## Assignment
What lines below include the string "entry"? Pick them out and copy them.

## Provided data
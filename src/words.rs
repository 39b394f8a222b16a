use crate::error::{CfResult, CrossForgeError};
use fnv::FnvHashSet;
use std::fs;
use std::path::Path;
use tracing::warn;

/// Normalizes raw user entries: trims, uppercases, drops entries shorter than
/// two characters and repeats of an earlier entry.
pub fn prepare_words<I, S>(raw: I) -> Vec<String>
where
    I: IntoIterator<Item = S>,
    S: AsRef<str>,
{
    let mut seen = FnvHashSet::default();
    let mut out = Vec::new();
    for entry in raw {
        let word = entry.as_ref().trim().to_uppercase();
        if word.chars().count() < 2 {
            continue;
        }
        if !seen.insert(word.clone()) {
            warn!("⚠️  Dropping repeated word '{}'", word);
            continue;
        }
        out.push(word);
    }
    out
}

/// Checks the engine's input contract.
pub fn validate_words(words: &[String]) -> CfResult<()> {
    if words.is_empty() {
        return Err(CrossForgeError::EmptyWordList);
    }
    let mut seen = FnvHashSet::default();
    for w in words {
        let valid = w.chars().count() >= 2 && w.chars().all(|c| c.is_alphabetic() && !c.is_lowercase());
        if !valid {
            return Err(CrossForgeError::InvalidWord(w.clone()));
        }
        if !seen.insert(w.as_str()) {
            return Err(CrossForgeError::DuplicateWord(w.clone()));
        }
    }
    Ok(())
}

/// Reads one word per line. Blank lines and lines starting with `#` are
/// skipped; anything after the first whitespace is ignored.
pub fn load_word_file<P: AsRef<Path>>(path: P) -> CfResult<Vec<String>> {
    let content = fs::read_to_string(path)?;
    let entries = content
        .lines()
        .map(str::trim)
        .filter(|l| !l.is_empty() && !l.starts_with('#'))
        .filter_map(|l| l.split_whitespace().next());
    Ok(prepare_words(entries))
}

## Exercise result
/// two characters and repeats of an earlier entry.
    for entry in raw {
        let word = entry.as_ref().trim().to_uppercase();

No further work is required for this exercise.